US domestic gas production is on the rise because of hydraulic fracturing, or fracking, a controversial method of extracting natural gas from shale rock by pumping millions of gallons of water mixed with sand and chemicals underground at high pressure. Environmentalists say this gas boom threatens water supplies and pollutes air. Now, as fracking expands around the world, so does growing resistance. A special edition of Earth Focus looks at three countries on the new fracking frontline: South Africa, Poland, and the UK. Reported from South Africa by Jeff Barbee and Andrew Wasley (Ecostorm / The Ecologist) from Poland and the UK.
Fracking hell: the untold story
Ecostorm had earlier co-produced the groundbreaking Fracking hell: the untold story film and investigation which was subsequently shown across the world and translated into several languages:
This original investigative report by Earth Focus and UK’s Ecostorm / Ecologist Film Unit looked at the risks of natural gas development in the Marcellus Shale. From toxic chemicals in drinking water to unregulated interstate dumping of potentially radioactive waste that experts fear can contaminate water supplies in major population centers including New York City, are the health consequences worth the economic gains? Marcellus Shale contains enough natural gas to supply all US gas needs for 14 years. But as gas drilling takes place, using a process called hydraulic fracturing or “fracking,” toxic chemicals and methane gas seep into drinking water. Now experts fear that unacceptable levels of radioactive Radium 226 in gas development waste.

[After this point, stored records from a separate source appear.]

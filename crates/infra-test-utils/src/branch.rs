//! [`TestBranch`] builder for resource-loading scenarios.

use std::fs;
use std::path::{Path, PathBuf};
use tempfile::TempDir;

/// A temporary local repository root holding one branch working tree at
/// `<root>/<branch>`.
///
/// # Example
///
/// ```rust,no_run
/// use infra_test_utils::{TestBranch, resource_yaml};
///
/// let branch = TestBranch::new("master");
/// branch.write("boxes/codec.yml", &resource_yaml("Th2Box", "codec", "image-name: codec"));
/// branch.assert_file_exists("boxes/codec.yml");
/// ```
pub struct TestBranch {
    temp_dir: TempDir,
    name: String,
}

impl TestBranch {
    /// Create a temporary root with an empty `<branch>` directory.
    pub fn new(name: &str) -> Self {
        let temp_dir = TempDir::new().unwrap();
        fs::create_dir_all(temp_dir.path().join(name)).unwrap();
        Self {
            temp_dir,
            name: name.to_string(),
        }
    }

    /// The local repository root (parent of every branch tree).
    pub fn root(&self) -> &Path {
        self.temp_dir.path()
    }

    /// Branch name.
    pub fn name(&self) -> &str {
        &self.name
    }

    /// `<root>/<branch>`
    pub fn branch_root(&self) -> PathBuf {
        self.root().join(&self.name)
    }

    /// Write `content` to `path` relative to the branch root, creating
    /// parent directories.
    pub fn write(&self, path: &str, content: &str) -> PathBuf {
        let full_path = self.branch_root().join(path);
        if let Some(parent) = full_path.parent() {
            fs::create_dir_all(parent).unwrap();
        }
        fs::write(&full_path, content).unwrap();
        full_path
    }

    /// Read a file relative to the branch root.
    ///
    /// # Panics
    /// Panics if the file cannot be read.
    pub fn read(&self, path: &str) -> String {
        let full_path = self.branch_root().join(path);
        fs::read_to_string(&full_path)
            .unwrap_or_else(|_| panic!("Could not read file: {}", full_path.display()))
    }

    /// Assert that `path` (relative to the branch root) exists.
    pub fn assert_file_exists(&self, path: &str) {
        let full_path = self.branch_root().join(path);
        assert!(
            full_path.exists(),
            "Expected file to exist: {}",
            full_path.display()
        );
    }

    /// Assert that `path` (relative to the branch root) does **not** exist.
    pub fn assert_file_not_exists(&self, path: &str) {
        let full_path = self.branch_root().join(path);
        assert!(
            !full_path.exists(),
            "Expected file NOT to exist: {}",
            full_path.display()
        );
    }
}

/// Render a minimal resource document.
///
/// `spec` is inserted verbatim under `spec:`, one level deep; pass an
/// empty string to omit the payload.
pub fn resource_yaml(kind: &str, name: &str, spec: &str) -> String {
    let mut doc = format!(
        "apiVersion: th2.exactpro.com/v1\nkind: {kind}\nmetadata:\n  name: {name}\n"
    );
    if !spec.is_empty() {
        doc.push_str("spec:\n");
        for line in spec.lines() {
            doc.push_str("  ");
            doc.push_str(line);
            doc.push('\n');
        }
    }
    doc
}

Fracking chemicals are linked to bone, liver and breast cancers, gastrointestinal, circulatory, respiratory, developmental as well as brain and nervous system disorders. Such chemicals are present in frack waste and may find their way into drinking water and air. Waste from Pennsylvania gas wells — waste that may also contain unacceptable levels of radium — is routinely dumped across state lines into landfills in New York, Ohio and West Virginia. New York does not require testing waste for radioactivity prior to dumping or treatment. So drill cuttings from Pennsylvania have been dumped in New York’s Chemung and other counties and liquid waste is shipped to treatment plants in Auburn and Watertown New York. How radioactive is this waste? Experts are calling are for testing to find out.New York State may have been the first state in the nation to put a temporary hold on fracking pending a safety review, but it allows other states to dump toxic frack waste within its boundaries.
With a gas production boom underway in the Marcellus Shale and plans for some 400,000 wells in the coming decades, the cumulative impact of dumping potential lethal waste without adequate oversight is a catastrophe waiting to happen. And now U.S. companies are exporting fracking to Europe.